We think you need these skills to ace Linux Site Reliability Engineer in Glasgow
Some tips for your application 🫡
Tailor Your CV: Make sure your CV highlights your Linux expertise and troubleshooting experience. We want to see how your skills match the job description, so don’t be shy about showcasing your relevant projects and achievements!
Craft a Compelling Cover Letter: Your cover letter is your chance to shine! Use it to explain why you’re passionate about SRE and how your proactive approach can improve platform reliability. Let us know what makes you the perfect fit for our team.

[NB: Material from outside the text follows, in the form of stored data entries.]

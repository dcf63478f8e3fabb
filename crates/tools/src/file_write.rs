//! File write tool: create or overwrite a workspace file.

use async_trait::async_trait;
use std::sync::Arc;

use aicode_core::error::ToolError;
use aicode_core::tool::Tool;

use crate::workspace::Workspace;

pub struct FileWriteTool {
    workspace: Arc<Workspace>,
}

impl FileWriteTool {
    pub fn new(workspace: Arc<Workspace>) -> Self {
        Self { workspace }
    }
}

#[async_trait]
impl Tool for FileWriteTool {
    fn name(&self) -> &str {
        "file_write"
    }

    fn description(&self) -> &str {
        "Write content to a workspace file. Creates the file and any missing parent \
         directories, overwrites the file if it exists."
    }

    fn parameters_schema(&self) -> serde_json::Value {
        serde_json::json!({
            "type": "object",
            "properties": {
                "path": {
                    "type": "string",
                    "description": "File path relative to the workspace root"
                },
                "content": {
                    "type": "string",
                    "description": "The content to write"
                }
            },
            "required": ["path", "content"]
        })
    }

    async fn execute(&self, arguments: serde_json::Value) -> Result<String, ToolError> {
        let path = arguments["path"]
            .as_str()
            .ok_or_else(|| ToolError::InvalidArguments("Missing 'path' argument".into()))?;

        let content = arguments["content"]
            .as_str()
            .ok_or_else(|| ToolError::InvalidArguments("Missing 'content' argument".into()))?;

        self.workspace.write_file(path, content).await?;
        tracing::debug!(path, bytes = content.len(), "File written");
        Ok(format!("Successfully wrote to {path}"))
    }
}

#[cfg(test)]
mod tests {
    use super::*;

    #[test]
    fn tool_definition() {
        let tool = FileWriteTool::new(Arc::new(Workspace::new("/tmp")));
        assert_eq!(tool.name(), "file_write");
        let schema = tool.parameters_schema();
        assert_eq!(schema["required"], serde_json::json!(["path", "content"]));
    }

    #[tokio::test]
    async fn write_new_file_with_parents() {
        let dir = tempfile::tempdir().unwrap();
        let tool = FileWriteTool::new(Arc::new(Workspace::new(dir.path())));

        let output = tool
            .execute(serde_json::json!({"path": "sub/dir/out.txt", "content": "hi"}))
            .await
            .unwrap();

        assert_eq!(output, "Successfully wrote to sub/dir/out.txt");
        let written = std::fs::read_to_string(dir.path().join("sub/dir/out.txt")).unwrap();
        assert_eq!(written, "hi");
    }

    #[tokio::test]
    async fn missing_content_argument() {
        let dir = tempfile::tempdir().unwrap();
        let tool = FileWriteTool::new(Arc::new(Workspace::new(dir.path())));
        let result = tool.execute(serde_json::json!({"path": "x.txt"})).await;
        assert!(matches!(result, Err(ToolError::InvalidArguments(_))));
    }

    #[tokio::test]
    async fn write_outside_root_blocked() {
        let dir = tempfile::tempdir().unwrap();
        let tool = FileWriteTool::new(Arc::new(Workspace::new(dir.path().join("inner"))));
        let result = tool
            .execute(serde_json::json!({"path": "../escape.txt", "content": "x"}))
            .await;

        assert!(matches!(result, Err(ToolError::PermissionDenied(_))));
        assert!(!dir.path().join("escape.txt").exists());
    }
}
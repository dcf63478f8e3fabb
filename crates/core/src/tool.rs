//! Tool trait: the abstraction over agent capabilities.
//!
//! Tools are what give the agent the ability to act in the world:
//! read and write workspace files, load skills, or anything an embedding
//! application registers. The agent loop only ever looks tools up by name.

use async_trait::async_trait;
use serde::{Deserialize, Serialize};
use std::collections::HashMap;
use tracing::warn;

use crate::error::ToolError;

/// A tool definition sent to the model so it knows what tools it can call.
#[derive(Debug, Clone, PartialEq, Serialize, Deserialize)]
pub struct ToolDefinition {
    /// The tool name
    pub name: String,

    /// Description of what the tool does
    pub description: String,

    /// JSON Schema describing the tool's parameters
    pub parameters: serde_json::Value,
}

impl ToolDefinition {
    /// Render as an OpenAI-style function definition.
    pub fn to_function_json(&self) -> serde_json::Value {
        serde_json::json!({
            "type": "function",
            "function": {
                "name": self.name,
                "description": self.description,
                "parameters": self.parameters,
            }
        })
    }
}

/// The core Tool trait.
///
/// `execute` receives the decoded `Action Input` and returns the text that
/// becomes the `Observation:`. Errors are recoverable: the loop turns them
/// into an error observation and keeps going.
#[async_trait]
pub trait Tool: Send + Sync {
    /// The unique name of this tool (e.g., "file_read", "load_skill").
    fn name(&self) -> &str;

    /// A description of what this tool does (sent to the model).
    fn description(&self) -> &str;

    /// JSON Schema describing this tool's parameters.
    fn parameters_schema(&self) -> serde_json::Value;

    /// Execute the tool with the given arguments.
    async fn execute(&self, arguments: serde_json::Value) -> Result<String, ToolError>;

    /// Convert this tool into a ToolDefinition for sending to the model.
    fn to_definition(&self) -> ToolDefinition {
        ToolDefinition {
            name: self.name().to_string(),
            description: self.description().to_string(),
            parameters: self.parameters_schema(),
        }
    }
}

/// A registry of available tools.
///
/// Populated once at startup and read-only while agents run. Iteration
/// follows registration order so prompts built from it are deterministic.
pub struct ToolRegistry {
    tools: HashMap<String, Box<dyn Tool>>,
    order: Vec<String>,
}

impl ToolRegistry {
    pub fn new() -> Self {
        Self {
            tools: HashMap::new(),
            order: Vec::new(),
        }
    }

    /// Register a tool. Replaces any existing tool with the same name.
    pub fn register(&mut self, tool: Box<dyn Tool>) {
        let name = tool.name().to_string();
        if self.tools.insert(name.clone(), tool).is_some() {
            warn!(tool = %name, "Tool already registered, overwriting");
        } else {
            self.order.push(name);
        }
    }

    /// Get a tool by name.
    pub fn get(&self, name: &str) -> Option<&dyn Tool> {
        self.tools.get(name).map(|t| t.as_ref())
    }

    /// All tools, in registration order.
    pub fn all(&self) -> Vec<&dyn Tool> {
        self.order.iter().filter_map(|n| self.get(n)).collect()
    }

    /// Get all tool definitions (for sending to the model).
    pub fn definitions(&self) -> Vec<ToolDefinition> {
        self.all().into_iter().map(|t| t.to_definition()).collect()
    }

    /// Look up and execute a tool by name.
    pub async fn execute(
        &self,
        name: &str,
        arguments: serde_json::Value,
    ) -> Result<String, ToolError> {
        let tool = self
            .get(name)
            .ok_or_else(|| ToolError::NotFound(name.to_string()))?;
        tool.execute(arguments).await
    }

    /// List all registered tool names.
    pub fn names(&self) -> Vec<&str> {
        self.order.iter().map(|s| s.as_str()).collect()
    }

    pub fn len(&self) -> usize {
        self.order.len()
    }

    pub fn is_empty(&self) -> bool {
        self.order.is_empty()
    }
}

impl Default for ToolRegistry {
    fn default() -> Self {
        Self::new()
    }
}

Showcase Your Documentation Skills: Since we value excellent documentation, include examples of operational runbooks or technical documents you've created. This will demonstrate your attention to detail and commitment to process improvement.
Apply Through Our Website: We encourage you to apply directly through our website. It’s the best way for us to receive your application and ensures you don’t miss out on any important updates during the process!
How to prepare for a job interview at Ninetech
✨Know Your Linux Inside Out
Make sure you brush up on your Linux systems knowledge. Be prepared to discuss your hands-on experience with server troubleshooting and administration. They’ll likely ask you about specific incidents you've resolved, so have a few examples ready to showcase your expertise.
✨Familiarise Yourself with Remote Management Tools
Since the role involves using tools like iDRAC, iLO, and IPMI, it’s crucial to understand how these work. If you’ve used them before, be ready to explain how you’ve leveraged these technologies in past roles to support remote server recovery and diagnostics.
✨Highlight Your Incident Management Skills
Be prepared to discuss your approach to managing incidents from start to finish. They’ll want to know how you triage, mitigate, and communicate during an incident. Share specific examples of how you’ve improved MTTD and MTTR in previous positions.
✨Show Off Your Documentation Skills
Creating and maintaining operational runbooks is key in this role. Bring examples of documentation you’ve created in the past, and be ready to talk about how you ensure clarity and usability for your team. This will demonstrate your commitment to process improvement.